Quel regard porter sur les politiques de réindustrialisation menées par la France et l’Union européenne ? Sont-elles suffisamment ambitieuses ?

Il y a effectivement une volonté de réindustrialisation de l’appareil productif. Néanmoins, les politiques de réindustrialisation menées par la France et l’Union européenne sont freinées par deux phénomènes : d’une part, par la concurrence parfois déloyale qui demeure au cœur même de l’Europe. D’autre part, par les difficultés européennes à instaurer des mécanismes de protection dont sont capables les autres grands acteurs de la mondialisation des échanges. Je pense notamment aux Etats Unis et à la Chine. La CFTC préconise donc, à l’échelle française puis européenne, un protectionnisme ciblé.

Ensuite, on a pu constater ces dernières années une préférence française pour la production à bas coûts, facilitée par des politiques publiques d’aides aux entreprises, sans contrepartie. Ces exonérations de cotisation ont incité ces dernières à embaucher à un faible niveau de rémunération – souvent voisin du SMIC – et de qualification. Pour la CFTC, cette politique décourage l’investissement, l’innovation, la formation et la gestion prévisionnelle des besoins en emplois et en compétences (GPEC). Elle tire la production, les entreprises et leurs emplois vers le bas, en visant à concurrencer des produits étrangers de bas ou de milieu de gamme. Mais ceux-ci sont bien souvent plus compétitifs, la concurrence devant composer avec un modèle social plus « allégé » et un coût du travail moindre. Notre retard en matière numérique résulte en partie aussi de cette préférence devenue quasi culturelle pour la production à bas coûts.

Comment combler ce retard industriel et numérique, pour conforter notre indépendance et notre souveraineté ?

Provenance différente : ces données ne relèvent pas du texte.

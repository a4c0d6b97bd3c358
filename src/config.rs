// file: src/config.rs
// description: application configuration management with toml and environment support
// reference: https://docs.rs/config

use crate::error::{ApiError, Result};
use crate::utils::validation::Validator;
use dotenvy::dotenv;
use serde::{Deserialize, Serialize};
use std::path::{Path, PathBuf};
use std::time::Duration;

pub const DEFAULT_CONFIG_PATH: &str = "config/default.toml";
const ENV_PREFIX: &str = "ATLASSIAN_MCP";

/// Conventional variable names, applied on top of the prefixed ones.
const ENV_ALIASES: &[(&str, &str)] = &[
    ("CONFLUENCE_URL", "confluence.base_url"),
    ("CONFLUENCE_USERNAME", "confluence.username"),
    ("CONFLUENCE_API_TOKEN", "confluence.api_token"),
    ("JIRA_URL", "jira.base_url"),
    ("JIRA_USERNAME", "jira.username"),
    ("JIRA_API_TOKEN", "jira.api_token"),
];

#[derive(Debug, Clone, Deserialize, Serialize)]
pub struct Config {
    #[serde(default)]
    pub confluence: ServiceConfig,
    #[serde(default)]
    pub jira: ServiceConfig,
    pub client: ClientConfig,
}

#[derive(Debug, Clone, Default, Deserialize, Serialize)]
pub struct ServiceConfig {
    #[serde(default)]
    pub base_url: String,
    #[serde(default)]
    pub username: String,
    #[serde(default)]
    pub api_token: String,
}

#[derive(Debug, Clone, Deserialize, Serialize)]
pub struct ClientConfig {
    pub timeout_secs: u64,
    pub default_limit: usize,
    pub max_limit: usize,
}

impl ServiceConfig {
    pub fn is_configured(&self) -> bool {
        !self.base_url.trim().is_empty()
    }
}

impl ClientConfig {
    pub fn timeout(&self) -> Duration {
        Duration::from_secs(self.timeout_secs)
    }

    /// Resolve a caller-supplied limit against the configured default and ceiling.
    pub fn effective_limit(&self, requested: Option<usize>) -> Result<usize> {
        let limit = requested.unwrap_or(self.default_limit);
        Validator::validate_limit(limit)?;
        Ok(limit.min(self.max_limit))
    }
}

impl Config {
    pub fn load(path: Option<&Path>) -> Result<Self> {
        dotenv().ok();

        let defaults = Self::default_config();
        let mut builder = config::Config::builder()
            .set_default("client.timeout_secs", defaults.client.timeout_secs)
            .and_then(|b| b.set_default("client.default_limit", defaults.client.default_limit as u64))
            .and_then(|b| b.set_default("client.max_limit", defaults.client.max_limit as u64))
            .map_err(|e| ApiError::Config(e.to_string()))?;

        builder = match path {
            Some(path) => builder.add_source(config::File::from(path)),
            None => builder
                .add_source(config::File::from(Path::new(DEFAULT_CONFIG_PATH)).required(false)),
        };

        builder = builder.add_source(
            config::Environment::with_prefix(ENV_PREFIX)
                .separator("__")
                .try_parsing(true),
        );

        for (var, key) in ENV_ALIASES {
            builder = builder
                .set_override_option(*key, std::env::var(var).ok())
                .map_err(|e| ApiError::Config(e.to_string()))?;
        }

        let settings = builder
            .build()
            .map_err(|e| ApiError::Config(e.to_string()))?;

        let mut config: Config = settings
            .try_deserialize()
            .map_err(|e| ApiError::Config(e.to_string()))?;

        config.confluence.base_url = Validator::normalize_base_url(&config.confluence.base_url);
        config.jira.base_url = Validator::normalize_base_url(&config.jira.base_url);

        config.validate()?;
        Ok(config)
    }

    pub fn default_config() -> Self {
        Self {
            confluence: ServiceConfig::default(),
            jira: ServiceConfig::default(),
            client: ClientConfig {
                timeout_secs: 30,
                default_limit: 10,
                max_limit: 50,
            },
        }
    }

    pub fn config_path_or_default(path: Option<PathBuf>) -> PathBuf {
        path.unwrap_or_else(|| PathBuf::from(DEFAULT_CONFIG_PATH))
    }

    /// Copy of the configuration that is safe to print.
    pub fn redacted(&self) -> Self {
        let mut copy = self.clone();
        for service in [&mut copy.confluence, &mut copy.jira] {
            if !service.api_token.is_empty() {
                service.api_token = "********".to_string();
            }
        }
        copy
    }

    fn validate(&self) -> Result<()> {
        if !self.confluence.is_configured() && !self.jira.is_configured() {
            return Err(ApiError::Config(
                "at least one of confluence.base_url or jira.base_url must be set".to_string(),
            ));
        }

        for (name, service) in [("confluence", &self.confluence), ("jira", &self.jira)] {
            if service.is_configured() {
                Validator::validate_url(&service.base_url)
                    .map_err(|e| ApiError::Config(format!("{name}.base_url: {e}")))?;
            }
        }

        if self.client.timeout_secs == 0 {
            return Err(ApiError::Config(
                "timeout_secs must be greater than 0".to_string(),
            ));
        }

        if self.client.default_limit == 0 || self.client.max_limit == 0 {
            return Err(ApiError::Config(
                "default_limit and max_limit must be greater than 0".to_string(),
            ));
        }

        if self.client.default_limit > self.client.max_limit {
            return Err(ApiError::Config(
                "default_limit must not exceed max_limit".to_string(),
            ));
        }

        Ok(())
    }
}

Il faut développer une vision prospective à long terme, qui fait actuellement défaut à la France. Nous avons besoin de grands patrons, capitaines d’industries, désireux d’entraîner leurs équipes sur des grands projets, pourvoyeurs d’emplois et de prestige. Ces derniers ne sont parfois que de passage, et n’ont pas d’ambition sur le long terme. Les salariés et leurs représentants ne peuvent pas être les seuls derniers défenseurs du temps long dans l’entreprise. La CFTC pense que ce temps long doit s’articuler autour d’une vision stratégique de montée en gamme de notre appareil productif, axée sur la formation des salariés : pour viser à proposer des produits de meilleure qualité, il faut des formations qui donnent de meilleures qualifications aux travailleurs. Elles permettraient à terme aux salariés d’accéder à une rémunération plus avantageuse qui, à son tour, leur donnerait la possibilité de consommer des produits de meilleure qualité. Pour la CFTC, ce cercle vertueux de la montée en gamme doit participer à renforcer la spécificité, la compétitivité, et, par capillarité, la souveraineté économique de l’industrie française.